● Assignment
Transcribe exactly the lines that fall between the one holding "assert_eq!(link.transmitter().frames_sent(), 0);" and the one holding "received parameter payload", inclusive, from the entries below.

★ ★ ★ ★

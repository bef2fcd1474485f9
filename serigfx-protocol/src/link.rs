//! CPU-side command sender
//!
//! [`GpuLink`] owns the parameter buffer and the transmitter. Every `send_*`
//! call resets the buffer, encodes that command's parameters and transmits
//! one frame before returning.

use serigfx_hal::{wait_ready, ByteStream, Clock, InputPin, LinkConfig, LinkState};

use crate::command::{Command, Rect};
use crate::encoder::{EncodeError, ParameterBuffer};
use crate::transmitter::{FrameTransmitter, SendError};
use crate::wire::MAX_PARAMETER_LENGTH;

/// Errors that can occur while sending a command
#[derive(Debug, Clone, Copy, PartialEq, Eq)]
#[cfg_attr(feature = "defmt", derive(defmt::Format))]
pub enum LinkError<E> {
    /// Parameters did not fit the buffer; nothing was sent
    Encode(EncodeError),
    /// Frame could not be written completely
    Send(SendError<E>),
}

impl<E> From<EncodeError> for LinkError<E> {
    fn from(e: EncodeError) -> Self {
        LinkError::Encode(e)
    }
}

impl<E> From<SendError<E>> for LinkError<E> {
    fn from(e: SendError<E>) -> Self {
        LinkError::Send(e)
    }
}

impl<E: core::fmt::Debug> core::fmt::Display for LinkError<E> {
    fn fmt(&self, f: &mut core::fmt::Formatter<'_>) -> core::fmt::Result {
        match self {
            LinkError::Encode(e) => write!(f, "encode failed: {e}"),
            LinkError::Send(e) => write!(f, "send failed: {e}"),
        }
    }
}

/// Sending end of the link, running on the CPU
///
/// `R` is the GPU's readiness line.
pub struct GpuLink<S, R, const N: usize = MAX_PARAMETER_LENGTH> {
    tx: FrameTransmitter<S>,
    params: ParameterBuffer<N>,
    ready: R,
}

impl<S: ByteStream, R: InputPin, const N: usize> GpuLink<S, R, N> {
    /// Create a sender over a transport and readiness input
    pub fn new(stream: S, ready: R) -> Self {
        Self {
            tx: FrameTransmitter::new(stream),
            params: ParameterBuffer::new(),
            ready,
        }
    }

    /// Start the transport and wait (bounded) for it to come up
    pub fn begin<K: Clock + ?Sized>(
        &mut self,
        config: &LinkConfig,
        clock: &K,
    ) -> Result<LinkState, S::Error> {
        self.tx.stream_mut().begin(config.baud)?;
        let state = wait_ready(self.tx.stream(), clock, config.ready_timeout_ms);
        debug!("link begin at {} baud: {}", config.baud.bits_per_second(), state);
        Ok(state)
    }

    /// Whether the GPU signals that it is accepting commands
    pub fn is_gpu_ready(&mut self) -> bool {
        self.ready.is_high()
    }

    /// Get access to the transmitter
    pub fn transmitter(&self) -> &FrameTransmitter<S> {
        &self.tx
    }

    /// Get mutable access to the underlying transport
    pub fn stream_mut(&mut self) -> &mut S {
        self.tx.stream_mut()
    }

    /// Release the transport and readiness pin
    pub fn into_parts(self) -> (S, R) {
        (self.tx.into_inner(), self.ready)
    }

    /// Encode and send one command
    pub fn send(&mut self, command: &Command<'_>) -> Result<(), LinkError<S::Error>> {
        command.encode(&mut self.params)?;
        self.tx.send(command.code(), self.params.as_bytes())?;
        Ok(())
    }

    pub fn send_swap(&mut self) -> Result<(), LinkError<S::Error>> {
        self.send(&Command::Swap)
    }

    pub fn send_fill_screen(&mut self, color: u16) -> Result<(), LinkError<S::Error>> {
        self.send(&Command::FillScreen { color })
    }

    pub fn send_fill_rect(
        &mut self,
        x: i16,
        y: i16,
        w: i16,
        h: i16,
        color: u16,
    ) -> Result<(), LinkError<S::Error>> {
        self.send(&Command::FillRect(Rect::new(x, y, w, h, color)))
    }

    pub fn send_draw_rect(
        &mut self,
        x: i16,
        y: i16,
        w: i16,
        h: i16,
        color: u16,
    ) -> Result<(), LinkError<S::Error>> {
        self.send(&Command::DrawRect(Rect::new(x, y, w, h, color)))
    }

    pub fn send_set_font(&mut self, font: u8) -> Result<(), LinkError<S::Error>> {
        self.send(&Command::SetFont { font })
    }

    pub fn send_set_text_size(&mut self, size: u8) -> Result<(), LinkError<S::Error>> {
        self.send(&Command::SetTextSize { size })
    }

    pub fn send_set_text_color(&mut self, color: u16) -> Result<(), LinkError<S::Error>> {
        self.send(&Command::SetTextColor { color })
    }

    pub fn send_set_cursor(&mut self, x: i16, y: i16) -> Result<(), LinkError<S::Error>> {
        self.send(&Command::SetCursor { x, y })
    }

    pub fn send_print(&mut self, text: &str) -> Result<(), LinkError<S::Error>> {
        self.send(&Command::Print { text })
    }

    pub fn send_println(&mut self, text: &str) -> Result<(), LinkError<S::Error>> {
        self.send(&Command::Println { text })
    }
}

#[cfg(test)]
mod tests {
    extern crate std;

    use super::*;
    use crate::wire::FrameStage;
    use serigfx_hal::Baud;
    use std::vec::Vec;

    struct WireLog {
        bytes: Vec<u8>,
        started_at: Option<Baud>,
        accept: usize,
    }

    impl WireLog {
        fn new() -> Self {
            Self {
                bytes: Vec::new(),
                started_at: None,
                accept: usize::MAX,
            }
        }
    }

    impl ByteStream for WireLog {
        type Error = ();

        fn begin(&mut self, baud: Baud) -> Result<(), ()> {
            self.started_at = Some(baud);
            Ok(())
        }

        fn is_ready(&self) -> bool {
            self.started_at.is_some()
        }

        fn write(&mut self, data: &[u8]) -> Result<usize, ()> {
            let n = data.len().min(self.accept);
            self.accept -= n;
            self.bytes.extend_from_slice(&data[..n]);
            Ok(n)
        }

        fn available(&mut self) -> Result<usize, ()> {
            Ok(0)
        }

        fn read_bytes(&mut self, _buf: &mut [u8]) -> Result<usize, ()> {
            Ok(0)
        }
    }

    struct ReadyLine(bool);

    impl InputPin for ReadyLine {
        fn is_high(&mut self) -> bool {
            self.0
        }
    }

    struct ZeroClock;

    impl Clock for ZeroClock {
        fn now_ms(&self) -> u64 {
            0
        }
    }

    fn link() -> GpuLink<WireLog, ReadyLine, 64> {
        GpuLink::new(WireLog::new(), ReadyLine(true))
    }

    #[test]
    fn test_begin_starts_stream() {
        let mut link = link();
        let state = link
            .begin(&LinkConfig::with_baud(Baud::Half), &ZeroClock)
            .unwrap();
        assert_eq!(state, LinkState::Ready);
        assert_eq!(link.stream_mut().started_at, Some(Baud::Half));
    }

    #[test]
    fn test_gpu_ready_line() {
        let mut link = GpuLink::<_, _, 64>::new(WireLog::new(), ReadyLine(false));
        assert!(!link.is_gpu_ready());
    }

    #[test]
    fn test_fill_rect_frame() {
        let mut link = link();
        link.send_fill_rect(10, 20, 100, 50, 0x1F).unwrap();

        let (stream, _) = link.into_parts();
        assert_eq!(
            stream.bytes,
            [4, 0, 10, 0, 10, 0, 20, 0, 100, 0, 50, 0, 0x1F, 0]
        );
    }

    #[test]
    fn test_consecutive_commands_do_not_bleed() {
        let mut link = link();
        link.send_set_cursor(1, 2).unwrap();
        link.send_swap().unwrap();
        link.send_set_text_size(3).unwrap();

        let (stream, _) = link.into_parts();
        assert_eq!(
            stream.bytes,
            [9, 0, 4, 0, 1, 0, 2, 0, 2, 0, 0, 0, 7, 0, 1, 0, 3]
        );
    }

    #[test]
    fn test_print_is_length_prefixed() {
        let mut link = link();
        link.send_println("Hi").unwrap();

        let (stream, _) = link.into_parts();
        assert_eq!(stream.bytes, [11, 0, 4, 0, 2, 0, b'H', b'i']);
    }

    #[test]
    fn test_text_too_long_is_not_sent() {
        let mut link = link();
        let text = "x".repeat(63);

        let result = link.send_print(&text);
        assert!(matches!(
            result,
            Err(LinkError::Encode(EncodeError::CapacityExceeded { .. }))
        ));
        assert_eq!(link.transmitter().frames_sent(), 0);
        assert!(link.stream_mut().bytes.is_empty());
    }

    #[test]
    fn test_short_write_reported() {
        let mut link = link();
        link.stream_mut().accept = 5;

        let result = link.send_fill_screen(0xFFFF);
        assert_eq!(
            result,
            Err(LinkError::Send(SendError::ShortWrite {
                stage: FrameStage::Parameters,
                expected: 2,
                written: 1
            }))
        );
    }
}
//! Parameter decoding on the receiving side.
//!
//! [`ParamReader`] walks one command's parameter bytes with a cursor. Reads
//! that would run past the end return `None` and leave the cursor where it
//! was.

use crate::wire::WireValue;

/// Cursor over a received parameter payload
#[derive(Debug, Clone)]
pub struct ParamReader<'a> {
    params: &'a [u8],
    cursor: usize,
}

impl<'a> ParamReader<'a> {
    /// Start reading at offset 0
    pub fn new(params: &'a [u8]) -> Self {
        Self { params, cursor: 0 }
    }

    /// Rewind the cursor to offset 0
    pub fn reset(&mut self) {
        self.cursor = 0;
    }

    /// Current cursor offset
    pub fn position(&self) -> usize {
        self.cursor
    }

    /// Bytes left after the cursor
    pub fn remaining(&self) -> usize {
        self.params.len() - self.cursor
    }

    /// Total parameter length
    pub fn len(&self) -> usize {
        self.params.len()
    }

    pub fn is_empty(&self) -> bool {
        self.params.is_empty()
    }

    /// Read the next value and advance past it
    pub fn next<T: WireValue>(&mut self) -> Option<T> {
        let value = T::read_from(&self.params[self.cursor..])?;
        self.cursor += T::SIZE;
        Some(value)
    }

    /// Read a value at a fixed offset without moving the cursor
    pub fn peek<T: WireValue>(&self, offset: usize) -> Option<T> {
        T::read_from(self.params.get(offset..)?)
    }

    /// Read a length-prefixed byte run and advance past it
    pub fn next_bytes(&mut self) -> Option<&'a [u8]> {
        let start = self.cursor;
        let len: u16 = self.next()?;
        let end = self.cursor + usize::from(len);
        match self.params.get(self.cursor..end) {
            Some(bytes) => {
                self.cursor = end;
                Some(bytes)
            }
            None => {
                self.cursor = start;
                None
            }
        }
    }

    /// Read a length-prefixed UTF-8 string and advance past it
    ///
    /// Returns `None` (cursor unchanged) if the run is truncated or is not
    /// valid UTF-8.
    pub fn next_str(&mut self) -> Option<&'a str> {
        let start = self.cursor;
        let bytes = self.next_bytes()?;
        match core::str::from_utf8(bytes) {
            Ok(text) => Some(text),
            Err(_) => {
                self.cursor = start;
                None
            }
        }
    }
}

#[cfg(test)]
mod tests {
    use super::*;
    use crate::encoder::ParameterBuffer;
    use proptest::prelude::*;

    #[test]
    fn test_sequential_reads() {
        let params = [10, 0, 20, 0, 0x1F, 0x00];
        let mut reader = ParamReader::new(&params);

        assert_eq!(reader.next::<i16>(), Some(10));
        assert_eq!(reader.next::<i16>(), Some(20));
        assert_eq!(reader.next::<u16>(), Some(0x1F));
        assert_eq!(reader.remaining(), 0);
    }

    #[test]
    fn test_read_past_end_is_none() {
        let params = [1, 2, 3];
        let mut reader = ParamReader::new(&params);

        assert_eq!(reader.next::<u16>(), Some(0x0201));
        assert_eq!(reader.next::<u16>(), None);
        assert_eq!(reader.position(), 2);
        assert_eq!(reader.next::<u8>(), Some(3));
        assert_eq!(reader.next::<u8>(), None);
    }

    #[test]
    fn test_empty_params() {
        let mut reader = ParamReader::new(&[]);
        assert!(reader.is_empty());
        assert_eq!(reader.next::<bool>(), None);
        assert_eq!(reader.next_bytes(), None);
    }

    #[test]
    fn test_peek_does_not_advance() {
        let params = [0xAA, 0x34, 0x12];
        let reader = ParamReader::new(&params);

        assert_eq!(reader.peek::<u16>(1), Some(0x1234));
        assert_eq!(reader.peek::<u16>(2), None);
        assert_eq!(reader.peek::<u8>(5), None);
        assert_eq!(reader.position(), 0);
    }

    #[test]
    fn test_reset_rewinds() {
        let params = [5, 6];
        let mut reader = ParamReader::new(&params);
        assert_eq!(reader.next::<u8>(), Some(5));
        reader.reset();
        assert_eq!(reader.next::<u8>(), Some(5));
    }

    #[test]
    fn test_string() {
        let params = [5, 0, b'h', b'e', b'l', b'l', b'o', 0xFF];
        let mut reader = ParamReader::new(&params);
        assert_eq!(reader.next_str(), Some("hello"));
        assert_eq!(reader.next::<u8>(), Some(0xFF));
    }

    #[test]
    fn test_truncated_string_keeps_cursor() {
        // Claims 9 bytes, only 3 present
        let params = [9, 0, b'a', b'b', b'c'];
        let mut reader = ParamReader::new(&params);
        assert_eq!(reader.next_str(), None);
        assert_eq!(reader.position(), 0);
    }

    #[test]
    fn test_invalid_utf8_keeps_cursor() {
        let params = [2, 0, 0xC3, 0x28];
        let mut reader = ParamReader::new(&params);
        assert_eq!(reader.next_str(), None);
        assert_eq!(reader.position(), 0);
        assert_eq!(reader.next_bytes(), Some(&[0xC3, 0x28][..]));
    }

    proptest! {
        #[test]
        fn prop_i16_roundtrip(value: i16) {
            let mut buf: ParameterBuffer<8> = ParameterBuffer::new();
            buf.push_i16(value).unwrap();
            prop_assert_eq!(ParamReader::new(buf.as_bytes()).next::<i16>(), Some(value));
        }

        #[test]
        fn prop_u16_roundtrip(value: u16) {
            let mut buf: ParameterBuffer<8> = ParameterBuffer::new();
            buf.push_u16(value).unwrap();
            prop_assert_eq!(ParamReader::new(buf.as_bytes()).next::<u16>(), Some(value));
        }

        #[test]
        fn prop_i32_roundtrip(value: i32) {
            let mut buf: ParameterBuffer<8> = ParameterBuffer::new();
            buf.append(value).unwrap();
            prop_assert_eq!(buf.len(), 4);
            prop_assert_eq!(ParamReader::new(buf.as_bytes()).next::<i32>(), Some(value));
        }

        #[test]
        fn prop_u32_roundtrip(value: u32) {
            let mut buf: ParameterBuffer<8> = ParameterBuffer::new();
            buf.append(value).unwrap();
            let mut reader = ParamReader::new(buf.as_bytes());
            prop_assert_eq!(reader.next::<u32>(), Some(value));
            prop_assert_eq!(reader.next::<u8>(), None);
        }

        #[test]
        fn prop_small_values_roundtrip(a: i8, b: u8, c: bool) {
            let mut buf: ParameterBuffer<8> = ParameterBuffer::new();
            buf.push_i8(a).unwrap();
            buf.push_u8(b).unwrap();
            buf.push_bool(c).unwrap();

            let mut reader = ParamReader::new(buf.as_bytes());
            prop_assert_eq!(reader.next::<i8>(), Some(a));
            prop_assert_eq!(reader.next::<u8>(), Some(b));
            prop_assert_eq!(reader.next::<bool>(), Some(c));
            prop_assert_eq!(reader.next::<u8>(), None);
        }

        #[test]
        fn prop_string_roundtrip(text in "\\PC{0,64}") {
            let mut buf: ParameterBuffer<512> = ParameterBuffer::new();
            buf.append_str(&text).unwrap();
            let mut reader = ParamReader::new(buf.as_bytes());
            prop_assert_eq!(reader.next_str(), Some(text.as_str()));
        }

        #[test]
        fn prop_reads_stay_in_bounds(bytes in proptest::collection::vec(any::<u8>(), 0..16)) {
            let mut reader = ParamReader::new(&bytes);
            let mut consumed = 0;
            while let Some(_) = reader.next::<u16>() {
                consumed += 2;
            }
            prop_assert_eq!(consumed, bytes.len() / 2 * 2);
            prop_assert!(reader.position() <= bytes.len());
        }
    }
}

★ ★ ★ ★

● Worked solution
        assert_eq!(link.transmitter().frames_sent(), 0);
        assert!(link.stream_mut().bytes.is_empty());
    }

    #[test]
    fn test_short_write_reported() {
        let mut link = link();
        link.stream_mut().accept = 5;

        let result = link.send_fill_screen(0xFFFF);
        assert_eq!(
            result,
            Err(LinkError::Send(SendError::ShortWrite {
                stage: FrameStage::Parameters,
                expected: 2,
                written: 1
            }))
        );
    }
}
//! Parameter decoding on the receiving side.
//!
//! [`ParamReader`] walks one command's parameter bytes with a cursor. Reads
//! that would run past the end return `None` and leave the cursor where it
//! was.

use crate::wire::WireValue;

/// Cursor over a received parameter payload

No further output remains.